PROBLEM DESCRIPTION
Work out how many lines below contain "impl". Provide only the figure.

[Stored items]
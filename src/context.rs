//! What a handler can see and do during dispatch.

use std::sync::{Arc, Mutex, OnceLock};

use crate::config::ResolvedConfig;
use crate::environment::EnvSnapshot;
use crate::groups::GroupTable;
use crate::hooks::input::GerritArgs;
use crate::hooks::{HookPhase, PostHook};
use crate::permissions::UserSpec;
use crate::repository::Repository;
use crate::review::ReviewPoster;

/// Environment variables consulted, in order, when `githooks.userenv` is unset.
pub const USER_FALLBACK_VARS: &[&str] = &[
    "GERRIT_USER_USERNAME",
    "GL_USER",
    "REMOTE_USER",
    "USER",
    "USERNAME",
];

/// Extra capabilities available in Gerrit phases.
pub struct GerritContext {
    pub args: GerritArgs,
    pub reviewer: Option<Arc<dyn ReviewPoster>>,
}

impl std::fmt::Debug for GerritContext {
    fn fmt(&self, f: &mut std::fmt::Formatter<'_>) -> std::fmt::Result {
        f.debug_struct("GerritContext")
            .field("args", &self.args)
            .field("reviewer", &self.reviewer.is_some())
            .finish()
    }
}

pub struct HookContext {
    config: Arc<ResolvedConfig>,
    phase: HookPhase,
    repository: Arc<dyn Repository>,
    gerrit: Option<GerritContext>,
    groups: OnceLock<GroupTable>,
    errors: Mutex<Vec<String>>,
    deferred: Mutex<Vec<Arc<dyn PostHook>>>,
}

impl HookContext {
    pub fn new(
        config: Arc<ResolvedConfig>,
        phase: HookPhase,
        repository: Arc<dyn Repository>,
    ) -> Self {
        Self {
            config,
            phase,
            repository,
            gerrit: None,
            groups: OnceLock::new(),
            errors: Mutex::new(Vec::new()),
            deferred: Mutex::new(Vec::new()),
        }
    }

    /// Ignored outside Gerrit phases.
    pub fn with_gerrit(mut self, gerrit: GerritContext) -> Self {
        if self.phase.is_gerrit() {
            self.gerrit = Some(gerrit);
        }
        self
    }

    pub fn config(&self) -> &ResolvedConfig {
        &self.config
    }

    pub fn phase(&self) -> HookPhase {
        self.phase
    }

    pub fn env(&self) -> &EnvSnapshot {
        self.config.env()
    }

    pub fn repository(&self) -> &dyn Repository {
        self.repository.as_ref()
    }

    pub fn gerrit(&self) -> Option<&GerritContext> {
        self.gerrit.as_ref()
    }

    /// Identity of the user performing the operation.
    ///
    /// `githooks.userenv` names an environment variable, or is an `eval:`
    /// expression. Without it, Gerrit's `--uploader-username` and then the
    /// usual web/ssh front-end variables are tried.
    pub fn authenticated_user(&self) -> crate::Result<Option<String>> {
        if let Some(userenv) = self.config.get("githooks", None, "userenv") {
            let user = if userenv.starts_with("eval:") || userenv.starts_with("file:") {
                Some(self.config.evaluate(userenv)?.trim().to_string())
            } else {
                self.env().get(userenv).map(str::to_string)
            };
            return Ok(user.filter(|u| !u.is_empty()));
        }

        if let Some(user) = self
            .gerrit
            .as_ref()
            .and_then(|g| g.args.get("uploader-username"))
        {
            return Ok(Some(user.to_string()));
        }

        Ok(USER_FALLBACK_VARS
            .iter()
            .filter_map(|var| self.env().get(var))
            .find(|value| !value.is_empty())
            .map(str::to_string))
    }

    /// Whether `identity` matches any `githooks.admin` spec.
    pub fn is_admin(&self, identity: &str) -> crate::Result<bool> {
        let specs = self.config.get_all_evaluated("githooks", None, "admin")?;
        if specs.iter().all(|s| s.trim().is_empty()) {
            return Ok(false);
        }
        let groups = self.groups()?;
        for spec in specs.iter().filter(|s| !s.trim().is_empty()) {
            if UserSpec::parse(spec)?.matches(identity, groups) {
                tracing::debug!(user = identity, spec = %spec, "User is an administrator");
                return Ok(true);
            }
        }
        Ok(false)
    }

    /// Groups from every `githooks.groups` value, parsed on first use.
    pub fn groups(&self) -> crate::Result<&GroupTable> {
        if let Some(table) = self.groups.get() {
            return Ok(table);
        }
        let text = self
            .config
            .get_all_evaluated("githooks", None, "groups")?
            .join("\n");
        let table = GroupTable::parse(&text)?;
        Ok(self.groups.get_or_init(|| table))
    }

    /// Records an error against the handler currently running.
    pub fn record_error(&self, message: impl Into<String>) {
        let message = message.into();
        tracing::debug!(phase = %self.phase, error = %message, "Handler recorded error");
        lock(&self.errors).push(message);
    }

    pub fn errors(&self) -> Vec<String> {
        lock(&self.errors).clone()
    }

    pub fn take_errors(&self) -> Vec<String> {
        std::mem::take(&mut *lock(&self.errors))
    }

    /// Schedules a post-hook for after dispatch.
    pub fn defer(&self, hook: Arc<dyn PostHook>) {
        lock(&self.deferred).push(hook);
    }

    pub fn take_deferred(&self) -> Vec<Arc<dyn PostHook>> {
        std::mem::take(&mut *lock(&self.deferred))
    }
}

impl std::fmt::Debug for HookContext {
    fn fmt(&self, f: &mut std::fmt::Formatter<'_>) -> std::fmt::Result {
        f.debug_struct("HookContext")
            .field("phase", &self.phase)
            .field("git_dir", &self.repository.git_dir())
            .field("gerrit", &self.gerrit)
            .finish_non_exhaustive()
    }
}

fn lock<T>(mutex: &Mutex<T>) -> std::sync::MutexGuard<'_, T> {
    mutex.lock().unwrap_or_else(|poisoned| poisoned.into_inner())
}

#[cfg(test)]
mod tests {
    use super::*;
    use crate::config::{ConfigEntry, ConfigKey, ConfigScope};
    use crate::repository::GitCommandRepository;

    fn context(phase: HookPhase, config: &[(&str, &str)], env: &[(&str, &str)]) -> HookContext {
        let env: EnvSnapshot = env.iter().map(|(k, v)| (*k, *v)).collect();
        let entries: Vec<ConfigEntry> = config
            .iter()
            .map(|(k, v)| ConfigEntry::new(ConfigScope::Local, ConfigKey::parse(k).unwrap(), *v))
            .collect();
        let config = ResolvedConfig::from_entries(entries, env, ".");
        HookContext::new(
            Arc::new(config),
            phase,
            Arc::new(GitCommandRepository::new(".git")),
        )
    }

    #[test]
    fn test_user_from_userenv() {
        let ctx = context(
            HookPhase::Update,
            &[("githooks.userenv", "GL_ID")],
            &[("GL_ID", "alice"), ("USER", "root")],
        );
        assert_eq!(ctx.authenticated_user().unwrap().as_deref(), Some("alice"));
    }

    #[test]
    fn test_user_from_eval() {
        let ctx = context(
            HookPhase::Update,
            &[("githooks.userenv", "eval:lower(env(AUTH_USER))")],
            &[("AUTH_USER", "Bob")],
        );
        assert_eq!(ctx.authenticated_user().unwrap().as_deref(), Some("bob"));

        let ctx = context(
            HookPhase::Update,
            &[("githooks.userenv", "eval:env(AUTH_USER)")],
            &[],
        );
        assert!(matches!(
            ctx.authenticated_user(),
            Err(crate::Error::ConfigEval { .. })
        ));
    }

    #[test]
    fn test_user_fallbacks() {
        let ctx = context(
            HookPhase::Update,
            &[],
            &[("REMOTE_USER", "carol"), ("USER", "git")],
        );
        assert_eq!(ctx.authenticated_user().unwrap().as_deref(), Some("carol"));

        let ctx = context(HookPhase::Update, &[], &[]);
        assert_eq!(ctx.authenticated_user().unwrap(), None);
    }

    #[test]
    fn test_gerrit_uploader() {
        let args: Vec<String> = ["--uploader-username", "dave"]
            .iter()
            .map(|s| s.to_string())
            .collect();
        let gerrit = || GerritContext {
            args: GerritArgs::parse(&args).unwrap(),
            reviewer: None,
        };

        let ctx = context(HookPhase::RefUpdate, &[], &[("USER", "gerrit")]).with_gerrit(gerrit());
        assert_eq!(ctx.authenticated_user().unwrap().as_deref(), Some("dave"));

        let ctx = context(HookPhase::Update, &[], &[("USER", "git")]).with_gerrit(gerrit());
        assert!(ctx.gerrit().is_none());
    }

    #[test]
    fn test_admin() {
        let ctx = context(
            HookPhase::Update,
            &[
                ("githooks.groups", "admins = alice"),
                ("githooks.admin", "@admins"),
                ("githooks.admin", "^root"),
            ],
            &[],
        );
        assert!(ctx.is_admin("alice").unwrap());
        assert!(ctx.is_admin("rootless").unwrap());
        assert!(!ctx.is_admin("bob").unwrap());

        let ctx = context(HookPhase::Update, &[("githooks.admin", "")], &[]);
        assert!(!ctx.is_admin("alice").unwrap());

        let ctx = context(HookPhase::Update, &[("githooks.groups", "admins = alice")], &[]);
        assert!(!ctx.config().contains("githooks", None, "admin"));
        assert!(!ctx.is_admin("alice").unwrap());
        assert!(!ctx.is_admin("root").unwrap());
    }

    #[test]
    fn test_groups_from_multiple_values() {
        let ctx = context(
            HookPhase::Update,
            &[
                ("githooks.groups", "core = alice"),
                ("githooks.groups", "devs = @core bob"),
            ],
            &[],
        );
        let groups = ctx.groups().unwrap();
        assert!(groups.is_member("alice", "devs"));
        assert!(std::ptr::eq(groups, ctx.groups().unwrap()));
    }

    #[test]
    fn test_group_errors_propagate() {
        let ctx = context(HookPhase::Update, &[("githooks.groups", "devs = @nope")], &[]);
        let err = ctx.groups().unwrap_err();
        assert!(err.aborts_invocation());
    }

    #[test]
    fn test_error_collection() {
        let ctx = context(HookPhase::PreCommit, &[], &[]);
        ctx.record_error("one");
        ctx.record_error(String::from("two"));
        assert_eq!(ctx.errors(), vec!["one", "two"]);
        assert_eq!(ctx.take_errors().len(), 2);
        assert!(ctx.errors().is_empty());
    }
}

OUTPUT OF THE TASK
4